EUの「環境に配慮した空港、都市、物流のプロジェクト」が上位にあり、日本のNEDOが賦与したプロジェクトも高いランキングに入っています。特許とグラントの関連性は見つけにくいようですが、高評価の特許と賦与額の大きいグラントには共通点があるかもしれません。
まとめ
研究から実装への時間軸を踏まえると、大学・研究機関と事業者によるアウトプットのイメージは一般に図5のようになります。
グラントに代表される研究機関からのアウトプットがピークアウトし、特許のような企業からがメインのアウトプットが増加すると、その技術の社会実装が近い、と考えられます。
しかし、インフラの維持監視のDX化に関しては、グラントと特許が同じ時期に増加しており、論文がやや遅れていることが分かります。これからは新たな研究開発と既存技術の組み合わせが期待される分野と考えられます。特許出願では主流でないが、グラントや論文で注目され、研究が進行中の技術が今後知財化される可能性があります。
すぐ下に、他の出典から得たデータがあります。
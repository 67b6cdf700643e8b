//! Per-message routing: parse, stamp, resolve, auto-subscribe, authorize,
//! encode, then publish and broadcast.
//!
//! The router holds no per-message state of its own. Everything it reads or
//! writes lives in the subscription store and the connection registry.

use axum::extract::ws::Message;
use futures_util::future::join_all;
use futures_util::stream::{self, StreamExt};
use std::collections::BTreeSet;
use std::sync::Arc;
use thiserror::Error;

use crate::chat::message::{ErrorFrame, InboundMessage};
use crate::subscriptions::{is_subscribed, subscribe_user, SubscriptionStore};
use crate::ws::dispatch::Dispatcher;
use crate::ws::ConnectionRegistry;

#[derive(Debug, Error)]
pub enum RouteError {
    #[error("Invalid JSON format")]
    Malformed(#[source] serde_json::Error),
    #[error("Sender {sender} is not subscribed to chat {chat_id}. Message blocked.")]
    NotSubscribed { sender: String, chat_id: String },
    #[error("Failed to encode outbound message")]
    Encode(#[source] serde_json::Error),
}

impl RouteError {
    /// JSON error frame for the sender.
    pub fn to_frame(&self) -> String {
        ErrorFrame::encode(self.to_string())
    }
}

/// Result of a message that made it through authorization.
#[derive(Debug, Clone, PartialEq, Eq)]
pub struct Routed {
    pub chat_id: String,
    /// True when the chat id was generated for this message
    pub new_chat: bool,
    /// False when the publish queue was full
    pub publish_queued: bool,
    /// Connections the message was queued on
    pub recipients: usize,
}

pub struct MessageRouter {
    store: Arc<dyn SubscriptionStore>,
    connections: ConnectionRegistry,
    dispatcher: Dispatcher,
    fanout_concurrency: usize,
}

impl MessageRouter {
    pub fn new(
        store: Arc<dyn SubscriptionStore>,
        connections: ConnectionRegistry,
        dispatcher: Dispatcher,
        fanout_concurrency: usize,
    ) -> Self {
        Self {
            store,
            connections,
            dispatcher,
            fanout_concurrency: fanout_concurrency.max(1),
        }
    }

    /// Route one inbound payload from the authenticated `sender`.
    ///
    /// On `Err` nothing was published or broadcast; the caller reports the
    /// error to the sender only.
    pub async fn route(&self, sender: &str, raw: &[u8]) -> Result<Routed, RouteError> {
        let inbound: InboundMessage = serde_json::from_slice(raw).map_err(|e| {
            tracing::warn!(user_id = %sender, error = %e, "Error unmarshalling message");
            RouteError::Malformed(e)
        })?;

        let (chat_id, new_chat) = match inbound.requested_chat_id() {
            Some(id) => (id.to_string(), false),
            None => (uuid::Uuid::new_v4().to_string(), true),
        };
        if new_chat {
            tracing::info!(user_id = %sender, chat_id = %chat_id, "Starting new chat");
        }

        if !inbound.subscriber_hints().is_empty() {
            self.auto_subscribe(sender, inbound.subscriber_hints(), &chat_id)
                .await;
        }

        if !is_subscribed(self.store.as_ref(), sender, &chat_id).await {
            self.dispatcher.stats().record_rejected();
            tracing::warn!(
                user_id = %sender,
                chat_id = %chat_id,
                "Sender not subscribed to chat, message blocked"
            );
            return Err(RouteError::NotSubscribed {
                sender: sender.to_string(),
                chat_id,
            });
        }

        let outbound = inbound.into_outbound(chat_id.clone(), sender);
        let payload = serde_json::to_string(&outbound).map_err(RouteError::Encode)?;

        // Both legs run regardless of how the other fares
        let publish_queued = self.dispatcher.publish(payload.clone().into_bytes());
        let recipients = self.broadcast(&chat_id, payload).await;

        tracing::debug!(
            user_id = %sender,
            chat_id = %chat_id,
            recipients,
            "Chat message routed"
        );

        Ok(Routed {
            chat_id,
            new_chat,
            publish_queued,
            recipients,
        })
    }

    /// Subscribe the sender and every hinted user to `chat_id`.
    /// A failed write is logged and does not stop the others.
    async fn auto_subscribe(&self, sender: &str, hinted: &[String], chat_id: &str) {
        let mut members: BTreeSet<&str> = hinted
            .iter()
            .map(String::as_str)
            .filter(|id| !id.is_empty())
            .collect();
        members.insert(sender);

        let store = self.store.as_ref();
        let results = join_all(members.into_iter().map(|user_id| async move {
            (user_id, subscribe_user(store, user_id, chat_id).await)
        }))
        .await;

        for (user_id, result) in results {
            match result {
                Ok(()) if user_id != sender => {
                    tracing::info!(user_id = %user_id, chat_id = %chat_id, "Auto-subscribed user to chat");
                }
                Ok(()) => {}
                Err(e) => {
                    tracing::warn!(
                        user_id = %user_id,
                        chat_id = %chat_id,
                        error = %e,
                        "Failed to auto-subscribe user"
                    );
                }
            }
        }
    }

    /// Queue `payload` on every live connection whose user is subscribed to
    /// `chat_id` right now. Returns the number of connections it was queued on.
    pub async fn broadcast(&self, chat_id: &str, payload: String) -> usize {
        let mut connected = Vec::with_capacity(self.connections.len());
        self.connections
            .for_each_connected(|user_id, _| connected.push(user_id.to_string()));

        let store = self.store.as_ref();
        let recipients: Vec<String> = stream::iter(connected)
            .map(|user_id| async move {
                let subscribed = is_subscribed(store, &user_id, chat_id).await;
                (user_id, subscribed)
            })
            .buffer_unordered(self.fanout_concurrency)
            .filter_map(|(user_id, subscribed)| async move { subscribed.then_some(user_id) })
            .collect()
            .await;

        let message = Message::Text(payload.into());
        recipients
            .iter()
            .filter(|user_id| {
                self.dispatcher
                    .deliver(&self.connections, user_id, message.clone())
            })
            .count()
    }
}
インフラのDXは、災害対策や被災地の復旧だけでなく、老朽化や将来の人手不足に対処するために重要な技術です。未だ特許化されていない技術領域に関する情報は、グラントや論文のデータからも得られるかもしれません。
データを時系列だけでなく、横断的に分析することで、技術領域ごとの特徴を理解する手助けになるでしょう。アスタミューゼのデータベースからは、このような形で研究段階から実用段階への移行について示唆を得ることができます。